> [Problem requirements]: Search the material below for "values" and copy every line where it occurs.

===============

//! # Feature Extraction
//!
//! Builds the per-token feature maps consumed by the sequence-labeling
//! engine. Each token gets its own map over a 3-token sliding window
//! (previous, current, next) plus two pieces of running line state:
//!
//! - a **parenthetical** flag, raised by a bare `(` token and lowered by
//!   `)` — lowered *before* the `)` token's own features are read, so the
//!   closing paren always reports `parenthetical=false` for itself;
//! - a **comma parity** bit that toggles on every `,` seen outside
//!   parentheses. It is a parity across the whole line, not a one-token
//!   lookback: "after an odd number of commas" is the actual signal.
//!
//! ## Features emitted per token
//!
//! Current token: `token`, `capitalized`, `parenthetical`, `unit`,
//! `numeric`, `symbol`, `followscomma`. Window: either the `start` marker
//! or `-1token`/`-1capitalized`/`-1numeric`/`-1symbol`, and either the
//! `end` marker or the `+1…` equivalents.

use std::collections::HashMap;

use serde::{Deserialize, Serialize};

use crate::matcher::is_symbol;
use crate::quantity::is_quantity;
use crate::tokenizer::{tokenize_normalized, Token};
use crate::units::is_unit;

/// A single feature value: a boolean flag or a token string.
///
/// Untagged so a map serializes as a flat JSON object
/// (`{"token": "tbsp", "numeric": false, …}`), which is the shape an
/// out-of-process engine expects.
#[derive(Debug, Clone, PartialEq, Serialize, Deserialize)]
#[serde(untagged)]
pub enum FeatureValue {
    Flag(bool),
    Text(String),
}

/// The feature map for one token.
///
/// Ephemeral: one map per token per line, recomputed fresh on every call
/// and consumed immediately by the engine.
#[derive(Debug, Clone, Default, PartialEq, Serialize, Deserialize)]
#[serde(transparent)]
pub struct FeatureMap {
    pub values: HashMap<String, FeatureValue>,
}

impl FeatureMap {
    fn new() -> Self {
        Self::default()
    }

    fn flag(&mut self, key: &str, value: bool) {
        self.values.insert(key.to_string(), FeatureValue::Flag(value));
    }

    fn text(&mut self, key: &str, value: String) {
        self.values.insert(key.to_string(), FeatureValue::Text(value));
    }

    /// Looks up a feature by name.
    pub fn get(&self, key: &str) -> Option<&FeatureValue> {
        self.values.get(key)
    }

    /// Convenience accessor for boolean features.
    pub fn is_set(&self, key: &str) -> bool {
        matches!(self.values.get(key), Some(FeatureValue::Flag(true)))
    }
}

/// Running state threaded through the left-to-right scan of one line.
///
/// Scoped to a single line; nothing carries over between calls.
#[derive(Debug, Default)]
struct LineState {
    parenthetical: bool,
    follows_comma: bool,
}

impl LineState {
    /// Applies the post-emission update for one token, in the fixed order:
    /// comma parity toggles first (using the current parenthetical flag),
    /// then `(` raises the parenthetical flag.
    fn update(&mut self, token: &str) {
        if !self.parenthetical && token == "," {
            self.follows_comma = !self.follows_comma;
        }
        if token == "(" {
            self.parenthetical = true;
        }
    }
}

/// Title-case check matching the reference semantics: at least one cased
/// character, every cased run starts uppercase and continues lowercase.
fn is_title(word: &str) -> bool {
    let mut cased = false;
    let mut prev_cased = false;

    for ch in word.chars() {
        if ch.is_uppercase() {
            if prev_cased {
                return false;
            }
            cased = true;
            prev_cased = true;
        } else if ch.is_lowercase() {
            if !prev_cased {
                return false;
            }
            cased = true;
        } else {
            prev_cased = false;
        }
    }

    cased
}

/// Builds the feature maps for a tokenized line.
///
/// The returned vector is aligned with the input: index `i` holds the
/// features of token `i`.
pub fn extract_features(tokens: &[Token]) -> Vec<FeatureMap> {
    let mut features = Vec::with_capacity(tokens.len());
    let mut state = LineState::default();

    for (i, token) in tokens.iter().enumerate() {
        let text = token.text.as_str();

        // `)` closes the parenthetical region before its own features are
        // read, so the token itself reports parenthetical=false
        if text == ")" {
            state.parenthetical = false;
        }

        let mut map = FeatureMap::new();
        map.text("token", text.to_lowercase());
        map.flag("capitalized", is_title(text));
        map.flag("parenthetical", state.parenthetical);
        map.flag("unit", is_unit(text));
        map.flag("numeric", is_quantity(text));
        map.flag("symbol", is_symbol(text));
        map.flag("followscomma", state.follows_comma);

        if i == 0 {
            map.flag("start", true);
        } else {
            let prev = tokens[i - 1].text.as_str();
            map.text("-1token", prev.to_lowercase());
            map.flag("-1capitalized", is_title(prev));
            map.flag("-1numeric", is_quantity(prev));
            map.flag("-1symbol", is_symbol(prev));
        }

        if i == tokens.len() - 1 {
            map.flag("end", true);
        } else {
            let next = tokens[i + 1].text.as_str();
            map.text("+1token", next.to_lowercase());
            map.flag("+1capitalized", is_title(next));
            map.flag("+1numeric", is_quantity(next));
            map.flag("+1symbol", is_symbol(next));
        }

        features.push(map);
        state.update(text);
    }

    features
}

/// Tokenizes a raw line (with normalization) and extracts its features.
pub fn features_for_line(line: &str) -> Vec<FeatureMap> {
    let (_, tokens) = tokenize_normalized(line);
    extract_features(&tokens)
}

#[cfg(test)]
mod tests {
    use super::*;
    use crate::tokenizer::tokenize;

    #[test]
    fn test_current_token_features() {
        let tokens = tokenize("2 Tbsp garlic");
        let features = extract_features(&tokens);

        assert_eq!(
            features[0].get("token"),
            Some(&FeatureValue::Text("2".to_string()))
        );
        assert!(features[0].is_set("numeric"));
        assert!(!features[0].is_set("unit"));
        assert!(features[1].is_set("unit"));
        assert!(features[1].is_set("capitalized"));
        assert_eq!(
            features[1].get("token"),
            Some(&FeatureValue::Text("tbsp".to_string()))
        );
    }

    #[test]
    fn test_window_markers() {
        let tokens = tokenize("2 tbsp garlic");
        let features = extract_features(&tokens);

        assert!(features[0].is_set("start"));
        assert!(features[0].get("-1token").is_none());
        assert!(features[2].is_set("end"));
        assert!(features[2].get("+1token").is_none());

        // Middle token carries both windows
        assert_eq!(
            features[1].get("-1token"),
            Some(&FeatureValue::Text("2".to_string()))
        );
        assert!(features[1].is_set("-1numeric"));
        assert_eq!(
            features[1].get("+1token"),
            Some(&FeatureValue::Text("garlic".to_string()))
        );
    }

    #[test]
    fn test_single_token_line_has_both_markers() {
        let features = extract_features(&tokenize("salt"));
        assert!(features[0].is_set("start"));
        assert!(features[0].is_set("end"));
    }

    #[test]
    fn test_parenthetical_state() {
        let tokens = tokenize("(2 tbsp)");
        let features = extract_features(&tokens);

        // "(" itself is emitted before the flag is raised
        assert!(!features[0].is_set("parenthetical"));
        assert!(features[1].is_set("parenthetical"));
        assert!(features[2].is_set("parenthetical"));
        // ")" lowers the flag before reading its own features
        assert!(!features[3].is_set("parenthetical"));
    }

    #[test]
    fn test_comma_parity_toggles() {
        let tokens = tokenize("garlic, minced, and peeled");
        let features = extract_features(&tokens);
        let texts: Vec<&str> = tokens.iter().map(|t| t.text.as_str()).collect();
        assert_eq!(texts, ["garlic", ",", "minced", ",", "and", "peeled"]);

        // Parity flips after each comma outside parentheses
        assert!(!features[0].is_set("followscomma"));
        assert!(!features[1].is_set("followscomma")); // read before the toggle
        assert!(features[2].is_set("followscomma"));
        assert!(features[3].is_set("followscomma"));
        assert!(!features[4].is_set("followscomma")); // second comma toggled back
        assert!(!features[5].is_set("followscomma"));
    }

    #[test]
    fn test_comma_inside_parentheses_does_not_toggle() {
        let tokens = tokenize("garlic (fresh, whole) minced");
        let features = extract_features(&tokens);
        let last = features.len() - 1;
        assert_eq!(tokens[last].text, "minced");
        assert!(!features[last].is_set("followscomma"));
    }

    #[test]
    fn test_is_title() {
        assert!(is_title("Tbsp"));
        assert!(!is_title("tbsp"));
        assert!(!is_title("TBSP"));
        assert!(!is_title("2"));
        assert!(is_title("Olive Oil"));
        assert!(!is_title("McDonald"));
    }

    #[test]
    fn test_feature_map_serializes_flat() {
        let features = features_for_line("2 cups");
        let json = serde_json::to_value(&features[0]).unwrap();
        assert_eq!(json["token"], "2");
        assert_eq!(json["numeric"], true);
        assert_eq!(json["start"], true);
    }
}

===============

> [Written answer]:
    pub values: HashMap<String, FeatureValue>,
        self.values.insert(key.to_string(), FeatureValue::Flag(value));
        self.values.insert(key.to_string(), FeatureValue::Text(value));
        self.values.get(key)
        matches!(self.values.get(key), Some(FeatureValue::Flag(true)))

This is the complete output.